# Task details:
Copy out all lines from the material that contain the string "model".

START Dataset records

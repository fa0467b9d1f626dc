use criterion::{BatchSize, BenchmarkId, Criterion, Throughput, black_box, criterion_group, criterion_main};
use transfer_engine::buffer::ByteBuf;
use transfer_engine::codec::chunked::{ChunkState, decode_chunk};
use transfer_engine_bench::{TestCase, TestFile};

fn build_chunked_body(chunk_len: usize, chunk_count: usize) -> Vec<u8> {
    let payload = vec![b'x'; chunk_len];
    let mut out = Vec::new();
    for _ in 0..chunk_count {
        out.extend_from_slice(format!("{chunk_len:x}\r\n").as_bytes());
        out.extend_from_slice(&payload);
        out.extend_from_slice(b"\r\n");
    }
    out.extend_from_slice(b"0\r\n\r\n");
    out
}

fn create_test_cases() -> Vec<(TestCase, Vec<u8>)> {
    let small = build_chunked_body(16, 4);
    let normal = build_chunked_body(512, 32);
    let large = build_chunked_body(8192, 64);

    vec![
        (TestCase::small("small_chunked_body", TestFile::new("small.chunked", &[])), small),
        (TestCase::normal("normal_chunked_body", TestFile::new("normal.chunked", &[])), normal),
        (TestCase::large("large_chunked_body", TestFile::new("large.chunked", &[])), large),
    ]
}

fn benchmark_chunked_decoder(criterion: &mut Criterion) {
    let cases = create_test_cases();
    let mut group = criterion.benchmark_group("chunked_decode");

    for (case, body) in cases {
        group.throughput(Throughput::Bytes(body.len() as u64));
        group.bench_with_input(BenchmarkId::from_parameter(case.name()), &body, |b, body| {
            b.iter_batched_ref(
                || {
                    let mut buf = ByteBuf::new();
                    buf.append(body);
                    (buf, ChunkState::default())
                },
                |(buf, state)| {
                    let progress = decode_chunk(buf, state).expect("input should be valid chunked framing");
                    black_box(progress);
                },
                BatchSize::SmallInput,
            );
        });
    }

    group.finish();
}

criterion_group!(chunked_decode, benchmark_chunked_decoder);
criterion_main!(chunked_decode);
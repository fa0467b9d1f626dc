//! The non-blocking HTTP/1.x message transfer engine.
//!
//! This crate drives one request-or-response message across one byte-stream
//! endpoint: it parses the header/body boundary, decodes the body under
//! whichever framing the peer declared, and delivers decoded payload to the
//! embedder through a small callback contract, symmetrically for writes,
//! including on-demand chunk framing.
//!
//! - [`channel`]: the abstract non-blocking duplex byte stream the engine
//!   is driven over.
//! - [`buffer`]: the growable, in-place-compacting receive buffer.
//! - [`codec`]: the chunked transfer-coding codec, decode and encode sides.
//! - [`reader`]: the inbound state machine and its callback trait.
//! - [`writer`]: the outbound state machine and its callback trait.
//! - [`engine`]: an opaque-handle registry for embedders hosting many
//!   concurrent transfers behind one event loop.
//! - [`message`]: shared data-model types (`TransferEncoding`,
//!   `TransferDecision`, ...).
//! - [`error`]: `ReadError`/`WriteError`.
//! - [`testing`]: an in-memory `ByteChannel` for tests and embedders.

pub mod buffer;
pub mod channel;
pub mod codec;
pub mod engine;
pub mod error;
pub mod message;
pub mod reader;
pub mod testing;
pub mod writer;

pub use channel::ByteChannel;
pub use engine::{ReadEngine, ReaderHandle, WriteEngine, WriterHandle};
pub use error::{ReadError, WriteError};
pub use message::{HeadersDecision, TransferDecision, TransferEncoding, WriteEncoding};
pub use reader::{ReadCallbacks, Reader};
pub use writer::{Produce, WriteCallbacks, Writer};
//! Data-model types shared by the reader and writer state machines.

/// How the body's length is determined from the byte stream.
#[derive(Debug, Clone, Copy, PartialEq, Eq)]
pub enum TransferEncoding {
    /// Exactly `n` body bytes follow the headers.
    ContentLength(u64),
    /// A series of hex-length-prefixed chunks terminated by a zero-length chunk.
    Chunked,
    /// The body extends until the channel hangs up (HTTP/1.0 style).
    Unknown,
}

impl TransferEncoding {
    pub fn is_chunked(&self) -> bool {
        matches!(self, TransferEncoding::Chunked)
    }

    pub fn is_content_length(&self) -> bool {
        matches!(self, TransferEncoding::ContentLength(_))
    }

    pub fn is_unknown(&self) -> bool {
        matches!(self, TransferEncoding::Unknown)
    }
}

/// The verdict a body callback returns after seeing a chunk of data.
#[derive(Debug, Clone, Copy, PartialEq, Eq)]
pub enum TransferDecision {
    /// More data is expected (read side) or will be produced (write side).
    Continue,
    /// Stop the transfer cleanly; no further callbacks fire for this handle.
    End,
}

impl TransferDecision {
    pub fn is_end(&self) -> bool {
        matches!(self, TransferDecision::End)
    }
}

/// The verdict the headers-done callback returns: either it chose an
/// encoding and the transfer proceeds into the body, or it asked to end the
/// transfer before any body is read.
#[derive(Debug, Clone, Copy, PartialEq, Eq)]
pub enum HeadersDecision {
    UseEncoding(TransferEncoding),
    End,
}

/// How the writer frames outbound body bytes. Narrower than
/// [`TransferEncoding`]: a writer never needs a declared length (the
/// embedder supplies exactly as many bytes as it means to send) and never
/// writes a close-delimited body (the channel's own close ends the
/// connection, not the transfer).
#[derive(Debug, Clone, Copy, PartialEq, Eq)]
pub enum WriteEncoding {
    /// Body bytes are appended to the staging buffer unframed.
    Raw,
    /// Each body chunk is wrapped in hex-length framing; the producer's
    /// `End` appends the terminating zero-length chunk.
    Chunked,
}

END Dataset records

# Output:
//! - [`message`]: shared data-model types (`TransferEncoding`,
//! Data-model types shared by the reader and writer state machines.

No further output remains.